Our military, however, has a long history of using deception to achieve victory, from ever-evolving camouflage to the creation of the fictional First U.S. Army Group in Operation Fortitude. Odysseus would be proud.
Despite their many virtues, these figures had flaws and were vulnerable. While in many ways no less powerful, and certainly blessed by the gods, they lacked utterly the aura of invincibility that many of our modern mythological figures have. This is part of the reason they are so accessible and feel so much like us even after thousands of years. One has a hard time believing that Superman or Wolverine will ever achieve such lasting appreciation among future warfighters. Significantly, it is difficult for us to think of our own war heroes as being vulnerable because they are too close to us; being known almost solely for their laudable acts of heroism in battle, they become one dimensional.
We have no such issues with those from antiquity. They are literally described as being flawed, and in some cases, their flaws, despite their virtues, actually define them. Achilles famously had his heel. He was also ruled by his rage. After killing Hector in single combat, Achilles, in his grief, hooked the Trojan’s body to his chariot and desecrated it, dragging it through the funeral games being held for his friend Patroclus.
These myths and legendary men remain relevant today despite the two millennia or more that have passed.
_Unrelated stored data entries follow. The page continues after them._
//! SVG Chart Generator for Training Curves
//!
//! Renders train/validation metric curves as standalone SVG files.

use std::fmt::Write as _;
use std::fs;
use std::path::{Path, PathBuf};

use crate::training::TrainingHistory;
use crate::utils::error::Result;

const CHART_WIDTH: f64 = 800.0;
const CHART_HEIGHT: f64 = 500.0;
const MARGIN_TOP: f64 = 60.0;
const MARGIN_RIGHT: f64 = 40.0;
const MARGIN_BOTTOM: f64 = 80.0;
const MARGIN_LEFT: f64 = 80.0;

pub const COLOR_TRAIN: &str = "#3498db";
pub const COLOR_VALIDATION: &str = "#e74c3c";
const COLOR_GRID: &str = "#ecf0f1";
const COLOR_AXIS: &str = "#2c3e50";
const COLOR_TEXT: &str = "#2c3e50";

/// A data point for a line chart
#[derive(Debug, Clone, Copy)]
pub struct DataPoint {
    pub x: f64,
    pub y: f64,
}

/// A named data series
#[derive(Debug, Clone)]
pub struct DataSeries {
    pub name: String,
    pub points: Vec<DataPoint>,
    pub color: String,
}

impl DataSeries {
    /// Build a series from per-epoch values; x is the 1-based epoch number
    pub fn from_epochs(name: &str, values: &[f64], color: &str) -> Self {
        Self {
            name: name.to_string(),
            points: values
                .iter()
                .enumerate()
                .map(|(i, &y)| DataPoint {
                    x: (i + 1) as f64,
                    y,
                })
                .collect(),
            color: color.to_string(),
        }
    }
}

/// How the y axis is scaled and labelled
#[derive(Debug, Clone, Copy, PartialEq, Eq)]
pub enum YAxis {
    /// Values in [0, 1] rendered as 0-100%
    Percent,
    /// From zero to the data maximum
    Auto,
}

impl YAxis {
    fn range(self, data_max: f64) -> (f64, f64) {
        match self {
            YAxis::Percent => (0.0, 1.0_f64.max(data_max)),
            YAxis::Auto => {
                let max = if data_max.is_finite() && data_max > 0.0 {
                    data_max * 1.1
                } else {
                    1.0
                };
                (0.0, max)
            }
        }
    }

    fn tick(self, value: f64) -> String {
        match self {
            YAxis::Percent => format!("{:.0}%", value * 100.0),
            YAxis::Auto => format!("{:.2}", value),
        }
    }
}

/// Render a line chart to an SVG string
pub fn render_line_chart(
    title: &str,
    x_label: &str,
    y_label: &str,
    axis: YAxis,
    series: &[DataSeries],
) -> String {
    let plot_width = CHART_WIDTH - MARGIN_LEFT - MARGIN_RIGHT;
    let plot_height = CHART_HEIGHT - MARGIN_TOP - MARGIN_BOTTOM;

    let (x_min, x_max, y_max) = find_ranges(series);
    let (y_min, y_max) = axis.range(y_max);
    // a single epoch still gets a visible x span
    let x_span = if x_max > x_min { x_max - x_min } else { 1.0 };
    let y_span = y_max - y_min;

    let to_x = |x: f64| MARGIN_LEFT + ((x - x_min) / x_span) * plot_width;
    let to_y = |y: f64| MARGIN_TOP + plot_height - ((y - y_min) / y_span) * plot_height;

    let mut svg = String::new();

    let _ = write!(
        svg,
        r#"<svg xmlns="http://www.w3.org/2000/svg" viewBox="0 0 {} {}" width="{}" height="{}">"#,
        CHART_WIDTH, CHART_HEIGHT, CHART_WIDTH, CHART_HEIGHT
    );
    let _ = write!(
        svg,
        r#"<rect width="{}" height="{}" fill="white"/>"#,
        CHART_WIDTH, CHART_HEIGHT
    );
    let _ = write!(
        svg,
        r#"<text x="{}" y="35" text-anchor="middle" font-family="Arial, sans-serif" font-size="18" font-weight="bold" fill="{}">{}</text>"#,
        CHART_WIDTH / 2.0,
        COLOR_TEXT,
        escape_xml(title)
    );

    // Grid lines with y ticks
    for i in 0..=5 {
        let frac = i as f64 / 5.0;
        let y = MARGIN_TOP + plot_height - frac * plot_height;
        let value = y_min + frac * y_span;

        let _ = write!(
            svg,
            r#"<line x1="{}" y1="{}" x2="{}" y2="{}" stroke="{}" stroke-width="1"/>"#,
            MARGIN_LEFT,
            y,
            MARGIN_LEFT + plot_width,
            y,
            COLOR_GRID
        );
        let _ = write!(
            svg,
            r#"<text x="{}" y="{}" text-anchor="end" font-family="Arial, sans-serif" font-size="12" fill="{}">{}</text>"#,
            MARGIN_LEFT - 10.0,
            y + 4.0,
            COLOR_TEXT,
            axis.tick(value)
        );
    }

    // Axes
    let _ = write!(
        svg,
        r#"<line x1="{}" y1="{}" x2="{}" y2="{}" stroke="{}" stroke-width="2"/>"#,
        MARGIN_LEFT,
        MARGIN_TOP + plot_height,
        MARGIN_LEFT + plot_width,
        MARGIN_TOP + plot_height,
        COLOR_AXIS
    );
    let _ = write!(
        svg,
        r#"<line x1="{}" y1="{}" x2="{}" y2="{}" stroke="{}" stroke-width="2"/>"#,
        MARGIN_LEFT,
        MARGIN_TOP,
        MARGIN_LEFT,
        MARGIN_TOP + plot_height,
        COLOR_AXIS
    );

    let _ = write!(
        svg,
        r#"<text x="{}" y="{}" text-anchor="middle" font-family="Arial, sans-serif" font-size="14" fill="{}">{}</text>"#,
        MARGIN_LEFT + plot_width / 2.0,
        CHART_HEIGHT - 20.0,
        COLOR_TEXT,
        escape_xml(x_label)
    );
    let _ = write!(
        svg,
        r#"<text x="20" y="{}" text-anchor="middle" font-family="Arial, sans-serif" font-size="14" fill="{}" transform="rotate(-90 20 {})">{}</text>"#,
        CHART_HEIGHT / 2.0,
        COLOR_TEXT,
        CHART_HEIGHT / 2.0,
        escape_xml(y_label)
    );

    for series_data in series.iter().filter(|s| !s.points.is_empty()) {
        let path = series_data
            .points
            .iter()
            .enumerate()
            .map(|(i, p)| {
                let cmd = if i == 0 { "M" } else { "L" };
                format!("{} {:.2} {:.2}", cmd, to_x(p.x), to_y(p.y))
            })
            .collect::<Vec<_>>()
            .join(" ");

        let _ = write!(
            svg,
            r#"<path d="{}" fill="none" stroke="{}" stroke-width="2"/>"#,
            path, series_data.color
        );

        for point in &series_data.points {
            let _ = write!(
                svg,
                r#"<circle cx="{:.2}" cy="{:.2}" r="3" fill="{}"/>"#,
                to_x(point.x),
                to_y(point.y),
                series_data.color
            );
        }
    }

    // X-axis ticks: at most ~10 epoch labels
    if let Some(first) = series.iter().find(|s| !s.points.is_empty()) {
        let step = (first.points.len() / 10).max(1);
        for point in first.points.iter().step_by(step) {
            let _ = write!(
                svg,
                r#"<text x="{:.2}" y="{}" text-anchor="middle" font-family="Arial, sans-serif" font-size="11" fill="{}">{:.0}</text>"#,
                to_x(point.x),
                MARGIN_TOP + plot_height + 20.0,
                COLOR_TEXT,
                point.x
            );
        }
    }

    // Legend
    let mut legend_y = MARGIN_TOP + 10.0;
    for series_data in series {
        let _ = write!(
            svg,
            r#"<rect x="{}" y="{}" width="15" height="15" fill="{}"/>"#,
            CHART_WIDTH - MARGIN_RIGHT - 140.0,
            legend_y,
            series_data.color
        );
        let _ = write!(
            svg,
            r#"<text x="{}" y="{}" font-family="Arial, sans-serif" font-size="12" fill="{}">{}</text>"#,
            CHART_WIDTH - MARGIN_RIGHT - 120.0,
            legend_y + 12.0,
            COLOR_TEXT,
            escape_xml(&series_data.name)
        );
        legend_y += 25.0;
    }

    svg.push_str("</svg>");
    svg
}

/// Write the accuracy and loss curves of a training run.
///
/// Returns the paths of `accuracy.svg` and `loss.svg` inside `output_dir`.
pub fn plot_history(history: &TrainingHistory, output_dir: &Path) -> Result<(PathBuf, PathBuf)> {
    fs::create_dir_all(output_dir)?;

    let accuracy = render_line_chart(
        "Training and validation accuracy",
        "Epoch",
        "Accuracy",
        YAxis::Percent,
        &[
            DataSeries::from_epochs("Training", &history.accuracy(), COLOR_TRAIN),
            DataSeries::from_epochs("Validation", &history.val_accuracy(), COLOR_VALIDATION),
        ],
    );
    let loss = render_line_chart(
        "Training and validation loss",
        "Epoch",
        "Loss",
        YAxis::Auto,
        &[
            DataSeries::from_epochs("Training", &history.loss(), COLOR_TRAIN),
            DataSeries::from_epochs("Validation", &history.val_loss(), COLOR_VALIDATION),
        ],
    );

    let accuracy_path = output_dir.join("accuracy.svg");
    let loss_path = output_dir.join("loss.svg");
    fs::write(&accuracy_path, accuracy)?;
    fs::write(&loss_path, loss)?;

    tracing::info!(
        "Saved training curves to {:?} and {:?}",
        accuracy_path,
        loss_path
    );

    Ok((accuracy_path, loss_path))
}

/// (x_min, x_max, y_max) over all points
fn find_ranges(series: &[DataSeries]) -> (f64, f64, f64) {
    let mut x_min = f64::INFINITY;
    let mut x_max = f64::NEG_INFINITY;
    let mut y_max = f64::NEG_INFINITY;

    for p in series.iter().flat_map(|s| s.points.iter()) {
        x_min = x_min.min(p.x);
        x_max = x_max.max(p.x);
        y_max = y_max.max(p.y);
    }

    if !x_min.is_finite() {
        return (0.0, 1.0, 0.0);
    }

    (x_min, x_max, y_max)
}

fn escape_xml(s: &str) -> String {
    s.replace('&', "&amp;")
        .replace('<', "&lt;")
        .replace('>', "&gt;")
        .replace('"', "&quot;")
        .replace('\'', "&apos;")
}

#[cfg(test)]
mod tests {
    use super::*;

    #[test]
    fn test_line_chart_contains_series() {
        let series = vec![
            DataSeries::from_epochs("Training", &[0.2, 0.5, 0.7], COLOR_TRAIN),
            DataSeries::from_epochs("Validation", &[0.1, 0.4, 0.6], COLOR_VALIDATION),
        ];

        let svg = render_line_chart("Acc", "Epoch", "Accuracy", YAxis::Percent, &series);
        assert!(svg.starts_with("<svg"));
        assert!(svg.ends_with("</svg>"));
        assert_eq!(svg.matches("<path").count(), 2);
        assert!(svg.contains("100%"));
    }

    #[test]
    fn test_single_epoch_has_no_nan() {
        let series = vec![DataSeries::from_epochs("Training", &[1.3], COLOR_TRAIN)];
        let svg = render_line_chart("Loss", "Epoch", "Loss", YAxis::Auto, &series);
        assert!(!svg.contains("NaN"));
    }

    #[test]
    fn test_escape_xml() {
        assert_eq!(escape_xml("a<b & c"), "a&lt;b &amp; c");
    }

    #[test]
    fn test_plot_history_writes_files() {
        let dir = tempfile::tempdir().unwrap();
        let mut history = TrainingHistory::default();
        history.record(3.1, 0.05, 3.0, 0.08);

        let (acc, loss) = plot_history(&history, dir.path()).unwrap();
        assert!(acc.exists());
        assert!(loss.exists());
    }
}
Not only are their victories and defeats studied by military tacticians and strategists, but their stories show us that the nature of war and its impacts on the warriors who fight hasn’t changed even with all our technological advances. At the heart of these myths and the accounts of wars in antiquity are fighting men engaged in life or death struggles. They shared with their comrades the same intimate bonds and struggles that we share with ours today.
Dr. Jonathan Shay, in his books “Odysseus in America and Achilles in Vietnam,” suggests that the heroes in Homer’s works may have suffered from post-traumatic stress, or what he calls moral injuries, from their exposure to the rigors of combat. Homer’s works were not tales of adventure and glory, but tragedies describing men touched by war. And these myths are helping today’s veterans deal with their experiences. The organization Theater of War performs readings of classical plays and poems, such as Sophocles’ “Ajax” and “Philoctetes,” for veterans to help them understand that PTSD is a condition suffered by even ancient warriors. Founder Bryan Doerries recently published a book with the same name. Another organization, Voices for Veterans, uses mythology to encourage veterans to talk about their experiences among their peers.
We know that we owe a lot to those who came before us, from Patton and Petraeus to Alexander and Odysseus. It is our martial heritage, and we admire the heroes and warriors of antiquity. While we can appreciate them for their virtues and flaws, we can acknowledge that they have a lot to teach us. Not only about war, but about ourselves.
Halen Allison is a former Marine intelligence analyst who currently lives in Western New York. He is an amateur historian with a keen interest in writing about current affairs, politics, and veteran issues.